While the dependency theories have provided a welcome critique from the South about the North, they were not without some shortcomings and critics. The principal criticism of dependency theories has been that the school does not provide any substantive empirical evidences to support its arguments. There are few examples that are provided but many exceptions are there which do not fit in with their core periphery theory, like the newly emerged industrial countries of South East Asia.
It has also been said that dependency theories are highly abstract and tend to use homogenising categories such as developed and underdeveloped, which do not fully capture the variations within these categories. Another point of criticism is that the dependency school considers ties with multinational corporations as detrimental, while one view has been that they are important means of transfer of technology.
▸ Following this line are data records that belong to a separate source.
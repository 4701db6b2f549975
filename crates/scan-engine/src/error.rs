//! 스캔 엔진 에러 타입
//!
//! [`ScanEngineError`]는 스캔 엔진 모듈 내에서 발생할 수 있는 모든 에러를 나타냅니다.
//! `From<ScanEngineError> for ScanwardenError` 구현을 통해 `?` 연산자로
//! 상위 에러 타입으로 자연스럽게 전파됩니다.
//!
//! # 에러 카테고리
//!
//! - **설정**: `Config`, `EmptyTargets` (프로세스 실행 전에 거부)
//! - **프로세스 실행**: `Spawn`
//! - **스트림**: `Stream`
//! - **시그널**: `Signal`, `Unsupported`
//! - **파싱**: `Parse`
//! - **작업 관리**: `JobNotFound`, `InvalidTransition`, `Channel`, `ShutDown`, `Runner`
//! - **파일 I/O**: `Io`

use scanwarden_core::error::{ConfigError, EngineError, ParseError, PipelineError, ScanwardenError};

/// 스캔 엔진 도메인 에러
#[derive(Debug, thiserror::Error)]
pub enum ScanEngineError {
    /// 설정 에러
    #[error("config error: {field}: {reason}")]
    Config {
        /// 설정 필드명
        field: String,
        /// 에러 사유
        reason: String,
    },

    /// 대상 목록이 비어 있음
    #[error("config error: targets: at least one target is required")]
    EmptyTargets,

    /// 외부 프로세스 실행 실패
    #[error("failed to spawn '{program}': {source}")]
    Spawn {
        /// 실행 파일
        program: String,
        /// 원본 I/O 에러
        source: std::io::Error,
    },

    /// stdout/stderr 스트림 에러
    #[error("stream error: {0}")]
    Stream(String),

    /// 시그널 전달 실패
    #[error("failed to send {signal} to process group {pgid}: {reason}")]
    Signal {
        /// 프로세스 그룹 ID
        pgid: u32,
        /// 시그널 이름
        signal: &'static str,
        /// 실패 사유
        reason: String,
    },

    /// 현재 플랫폼에서 지원하지 않는 동작
    #[error("unsupported on this platform: {0}")]
    Unsupported(String),

    /// XML 파싱 실패
    #[error("parse error: {0}")]
    Parse(String),

    /// 존재하지 않는 작업
    #[error("job not found: {0}")]
    JobNotFound(String),

    /// 현재 상태에서 허용되지 않는 요청
    #[error("cannot {action} job {job_id} in state {state}")]
    InvalidTransition {
        /// 작업 ID
        job_id: String,
        /// 현재 상태명
        state: &'static str,
        /// 요청된 동작
        action: &'static str,
    },

    /// 채널 통신 에러
    #[error("channel error: {0}")]
    Channel(String),

    /// 종료된 매니저에 대한 요청
    #[error("scan manager is shut down")]
    ShutDown,

    /// 작업 실행 태스크 비정상 종료
    #[error("runner failed: {0}")]
    Runner(String),

    /// 파일 I/O 에러
    #[error("io error: {path}: {source}")]
    Io {
        /// 관련 파일 경로
        path: String,
        /// 원본 I/O 에러
        source: std::io::Error,
    },
}

impl ScanEngineError {
    /// 프로세스 실행 전에 거부되는 설정 에러인지 반환합니다.
    pub fn is_config(&self) -> bool {
        matches!(self, Self::Config { .. } | Self::EmptyTargets)
    }

    pub(crate) fn config(field: &str, reason: impl Into<String>) -> Self {
        Self::Config {
            field: field.to_owned(),
            reason: reason.into(),
        }
    }
}

impl From<ScanEngineError> for ScanwardenError {
    fn from(err: ScanEngineError) -> Self {
        match err {
            ScanEngineError::Config { field, reason } => {
                ScanwardenError::Config(ConfigError::InvalidValue { field, reason })
            }
            ScanEngineError::EmptyTargets => {
                ScanwardenError::Config(ConfigError::InvalidValue {
                    field: "targets".to_owned(),
                    reason: "at least one target is required".to_owned(),
                })
            }
            ScanEngineError::Spawn { program, source } => ScanwardenError::Engine(
                EngineError::Spawn(format!("failed to spawn '{program}': {source}")),
            ),
            ScanEngineError::Signal {
                pgid,
                signal,
                reason,
            } => ScanwardenError::Engine(EngineError::Signal(format!(
                "failed to send {signal} to process group {pgid}: {reason}"
            ))),
            ScanEngineError::Unsupported(msg) => {
                ScanwardenError::Engine(EngineError::Signal(msg))
            }
            ScanEngineError::Stream(msg) | ScanEngineError::Runner(msg) => {
                ScanwardenError::Engine(EngineError::ScanFailed(msg))
            }
            ScanEngineError::Parse(reason) => {
                ScanwardenError::Parse(ParseError::Failed { offset: 0, reason })
            }
            ScanEngineError::JobNotFound(id) => {
                ScanwardenError::Engine(EngineError::JobNotFound(id))
            }
            err @ ScanEngineError::InvalidTransition { .. } => {
                ScanwardenError::Engine(EngineError::InvalidTransition(err.to_string()))
            }
            ScanEngineError::Channel(msg) => {
                ScanwardenError::Pipeline(PipelineError::ChannelSend(msg))
            }
            ScanEngineError::ShutDown => ScanwardenError::Pipeline(PipelineError::NotRunning),
            ScanEngineError::Io { source, .. } => ScanwardenError::Io(source),
        }
    }
}

#[cfg(test)]
mod tests {
    use super::*;

    #[test]
    fn config_error_display() {
        let err = ScanEngineError::config("threads", "must be 1-64");
        let msg = err.to_string();
        assert!(msg.contains("threads"));
        assert!(msg.contains("must be 1-64"));
        assert!(err.is_config());
    }

    #[test]
    fn empty_targets_is_config_error() {
        assert!(ScanEngineError::EmptyTargets.is_config());
        assert!(!ScanEngineError::Stream("eof".to_owned()).is_config());
    }

    #[test]
    fn spawn_error_display() {
        let err = ScanEngineError::Spawn {
            program: "nmap".to_owned(),
            source: std::io::Error::new(std::io::ErrorKind::NotFound, "no such file"),
        };
        let msg = err.to_string();
        assert!(msg.contains("nmap"));
        assert!(msg.contains("no such file"));
    }

    #[test]
    fn invalid_transition_display() {
        let err = ScanEngineError::InvalidTransition {
            job_id: "abc".to_owned(),
            state: "pending",
            action: "pause",
        };
        assert_eq!(err.to_string(), "cannot pause job abc in state pending");
    }

    #[test]
    fn converts_config_to_core_config() {
        let err: ScanwardenError = ScanEngineError::EmptyTargets.into();
        assert!(matches!(
            err,
            ScanwardenError::Config(ConfigError::InvalidValue { .. })
        ));
    }

    #[test]
    fn converts_spawn_to_engine_error() {
        let err: ScanwardenError = ScanEngineError::Spawn {
            program: "nmap".to_owned(),
            source: std::io::Error::new(std::io::ErrorKind::PermissionDenied, "denied"),
        }
        .into();
        assert!(matches!(err, ScanwardenError::Engine(EngineError::Spawn(_))));
    }

    #[test]
    fn converts_job_not_found() {
        let err: ScanwardenError = ScanEngineError::JobNotFound("x".to_owned()).into();
        assert!(matches!(
            err,
            ScanwardenError::Engine(EngineError::JobNotFound(_))
        ));
    }

    #[test]
    fn converts_parse_error() {
        let err: ScanwardenError = ScanEngineError::Parse("bad root".to_owned()).into();
        assert!(matches!(err, ScanwardenError::Parse(_)));
    }
}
Another criticism which is leveled against the dependency theorists is that they base their arguments on received notions such as nation-state, capitalism and industrialisation.
Some of the Eurocentric biases are inherited in these theories of dependency school: for example they assume that industrialisation and possession of industrial capital are crucial requisites for economic progress. There is an inability to think beyond the state as the primary and essential agent of economic development. Also there is a Eurocentric bias in overlooking or de- emphasising of production undertaken by women, and in not realising the hazardous implications for the environment of industrialisation and over exploitation of resources.
A singular criticism, which is charged against the dependency theories, is that they do not reflect the changed socio-economic and political situations of the contemporary world. While many of the criticisms are justified, what we need to ask ourselves is whether the essential ideas and the ideology behind the dependency theory has any relevance in the present context?